_Exercise details_
Copy the entire listing, down to the final line, exactly.
Material for this exercise: Begin
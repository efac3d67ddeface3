//! Merges CLI flags, the config file and built-in defaults.
//!
//! Precedence, highest first: CLI flag (or its environment variable), config
//! file value, default.

use std::time::Duration;

use anyhow::{Result, bail};
use newshelf_core::{Credentials, Settings};

use crate::app_config::FileConfig;
use crate::cli::Args;

/// Default tracing level when `RUST_LOG` is unset.
pub(crate) fn resolve_default_log_level(args: &Args) -> &'static str {
    if args.quiet {
        "error"
    } else {
        match args.verbose {
            0 => "info",
            1 => "debug",
            _ => "trace",
        }
    }
}

/// Builds run settings from the CLI and the optional config file.
pub(crate) fn resolve_settings(args: &Args, file: Option<&FileConfig>) -> Settings {
    let mut settings = Settings::default();
    if let Some(file) = file {
        apply_file_config(&mut settings, file);
    }
    apply_cli_overrides(&mut settings, args);
    settings
}

fn apply_file_config(settings: &mut Settings, file: &FileConfig) {
    let file = file.clone();

    if let Some(value) = file.token_url {
        settings.token_url = value;
    }
    if let Some(value) = file.scope {
        settings.scope = value;
    }

    let catalog = &mut settings.catalog;
    if let Some(value) = file.catalog_url {
        catalog.url = value;
    }
    if let Some(value) = file.limit {
        catalog.limit = value;
    }
    if let Some(value) = file.lookback_days {
        catalog.lookback_days = value;
    }
    if !file.held_by_symbols.is_empty() {
        catalog.held_by_symbols = file.held_by_symbols;
    }
    if let Some(value) = file.item_type {
        catalog.item_type = value;
    }
    if let Some(value) = file.order_by {
        catalog.order_by = value;
    }
    if file.topic.is_some() {
        catalog.topic = file.topic;
    }

    if let Some(value) = file.rows {
        settings.grid.rows = value;
    }
    if let Some(value) = file.columns {
        settings.grid.columns = value;
    }

    let covers = &mut settings.covers;
    if let Some(value) = file.cover_width {
        covers.size.width = value;
    }
    if let Some(value) = file.cover_height {
        covers.size.height = value;
    }
    if let Some(value) = file.use_primary_lookup {
        covers.use_primary = value;
    }
    if let Some(value) = file.primary_lookup_url {
        covers.primary_url = value;
    }
    if let Some(value) = file.secondary_lookup_url {
        covers.secondary_url = value;
    }
    if file.placeholder_url.is_some() {
        covers.placeholder_url = file.placeholder_url;
    }
    if file.default_cover_path.is_some() {
        covers.default_cover_path = file.default_cover_path;
    }
    if let Some(secs) = file.secondary_timeout_secs {
        covers.secondary_timeout = Duration::from_secs(secs);
    }
    if let Some(value) = file.cover_concurrency {
        covers.concurrency = value;
    }

    if let Some(value) = file.link_template {
        settings.link_template = value;
    }
    if let Some(value) = file.page_title {
        settings.page_title = value;
    }
    if let Some(secs) = file.http_connect_timeout_secs {
        settings.timeouts.connect = Duration::from_secs(secs);
    }
    if let Some(secs) = file.http_timeout_secs {
        settings.timeouts.request = Duration::from_secs(secs);
    }
}

fn apply_cli_overrides(settings: &mut Settings, args: &Args) {
    if let Some(limit) = args.limit {
        settings.catalog.limit = limit;
    }
    if let Some(days) = args.lookback_days {
        settings.catalog.lookback_days = days;
    }
    if let Some(rows) = args.rows {
        settings.grid.rows = rows;
    }
    if let Some(columns) = args.columns {
        settings.grid.columns = columns;
    }
    if args.secondary_only {
        settings.covers.use_primary = false;
    }
    if let Some(concurrency) = args.cover_concurrency {
        settings.covers.concurrency = usize::from(concurrency);
    }
}

/// Picks the client id and secret: CLI or environment first, then the
/// config file.
pub(crate) fn resolve_credentials(args: &Args, file: Option<&FileConfig>) -> Result<Credentials> {
    let client_id = args
        .client_id
        .clone()
        .or_else(|| file.and_then(|f| f.client_id.clone()))
        .filter(|value| !value.trim().is_empty());
    let client_secret = args
        .client_secret
        .clone()
        .or_else(|| file.and_then(|f| f.client_secret.clone()))
        .filter(|value| !value.trim().is_empty());

    match (client_id, client_secret) {
        (Some(id), Some(secret)) => Ok(Credentials::new(id, secret)),
        (None, _) => bail!(
            "Missing client id: pass --client-id, set NEWSHELF_CLIENT_ID, or add client_id to the config file"
        ),
        (_, None) => bail!(
            "Missing client secret: pass --client-secret, set NEWSHELF_CLIENT_SECRET, or add client_secret to the config file"
        ),
    }
}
Material for this exercise: End
_Answer box_
repository efac3d67ddeface3
//! Merges CLI flags, the config file and built-in defaults.
//!
//! Precedence, highest first: CLI flag (or its environment variable), config
//! file value, default.

use std::time::Duration;

use anyhow::{Result, bail};
use newshelf_core::{Credentials, Settings};

use crate::app_config::FileConfig;
use crate::cli::Args;

/// Default tracing level when `RUST_LOG` is unset.
pub(crate) fn resolve_default_log_level(args: &Args) -> &'static str {
    if args.quiet {
        "error"
    } else {
        match args.verbose {
            0 => "info",
            1 => "debug",
            _ => "trace",
        }
    }
}

/// Builds run settings from the CLI and the optional config file.
pub(crate) fn resolve_settings(args: &Args, file: Option<&FileConfig>) -> Settings {
    let mut settings = Settings::default();
    if let Some(file) = file {
        apply_file_config(&mut settings, file);
    }
    apply_cli_overrides(&mut settings, args);
    settings
}

fn apply_file_config(settings: &mut Settings, file: &FileConfig) {
    let file = file.clone();

    if let Some(value) = file.token_url {
        settings.token_url = value;
    }
    if let Some(value) = file.scope {
        settings.scope = value;
    }

    let catalog = &mut settings.catalog;
    if let Some(value) = file.catalog_url {
        catalog.url = value;
    }
    if let Some(value) = file.limit {
        catalog.limit = value;
    }
    if let Some(value) = file.lookback_days {
        catalog.lookback_days = value;
    }
    if !file.held_by_symbols.is_empty() {
        catalog.held_by_symbols = file.held_by_symbols;
    }
    if let Some(value) = file.item_type {
        catalog.item_type = value;
    }
    if let Some(value) = file.order_by {
        catalog.order_by = value;
    }
    if file.topic.is_some() {
        catalog.topic = file.topic;
    }

    if let Some(value) = file.rows {
        settings.grid.rows = value;
    }
    if let Some(value) = file.columns {
        settings.grid.columns = value;
    }

    let covers = &mut settings.covers;
    if let Some(value) = file.cover_width {
        covers.size.width = value;
    }
    if let Some(value) = file.cover_height {
        covers.size.height = value;
    }
    if let Some(value) = file.use_primary_lookup {
        covers.use_primary = value;
    }
    if let Some(value) = file.primary_lookup_url {
        covers.primary_url = value;
    }
    if let Some(value) = file.secondary_lookup_url {
        covers.secondary_url = value;
    }
    if file.placeholder_url.is_some() {
        covers.placeholder_url = file.placeholder_url;
    }
    if file.default_cover_path.is_some() {
        covers.default_cover_path = file.default_cover_path;
    }
    if let Some(secs) = file.secondary_timeout_secs {
        covers.secondary_timeout = Duration::from_secs(secs);
    }
    if let Some(value) = file.cover_concurrency {
        covers.concurrency = value;
    }

    if let Some(value) = file.link_template {
        settings.link_template = value;
    }
    if let Some(value) = file.page_title {
        settings.page_title = value;
    }
    if let Some(secs) = file.http_connect_timeout_secs {
        settings.timeouts.connect = Duration::from_secs(secs);
    }
    if let Some(secs) = file.http_timeout_secs {
        settings.timeouts.request = Duration::from_secs(secs);
    }
}

fn apply_cli_overrides(settings: &mut Settings, args: &Args) {
    if let Some(limit) = args.limit {
        settings.catalog.limit = limit;
    }
    if let Some(days) = args.lookback_days {
        settings.catalog.lookback_days = days;
    }
    if let Some(rows) = args.rows {
        settings.grid.rows = rows;
    }
    if let Some(columns) = args.columns {
        settings.grid.columns = columns;
    }
    if args.secondary_only {
        settings.covers.use_primary = false;
    }
    if let Some(concurrency) = args.cover_concurrency {
        settings.covers.concurrency = usize::from(concurrency);
    }
}

/// Picks the client id and secret: CLI or environment first, then the
/// config file.
pub(crate) fn resolve_credentials(args: &Args, file: Option<&FileConfig>) -> Result<Credentials> {
    let client_id = args
        .client_id
        .clone()
        .or_else(|| file.and_then(|f| f.client_id.clone()))
        .filter(|value| !value.trim().is_empty());
    let client_secret = args
        .client_secret
        .clone()
        .or_else(|| file.and_then(|f| f.client_secret.clone()))
        .filter(|value| !value.trim().is_empty());

    match (client_id, client_secret) {
        (Some(id), Some(secret)) => Ok(Credentials::new(id, secret)),
        (None, _) => bail!(
            "Missing client id: pass --client-id, set NEWSHELF_CLIENT_ID, or add client_id to the config file"
        ),
        (_, None) => bail!(
            "Missing client secret: pass --client-secret, set NEWSHELF_CLIENT_SECRET, or add client_secret to the config file"
        ),
    }
}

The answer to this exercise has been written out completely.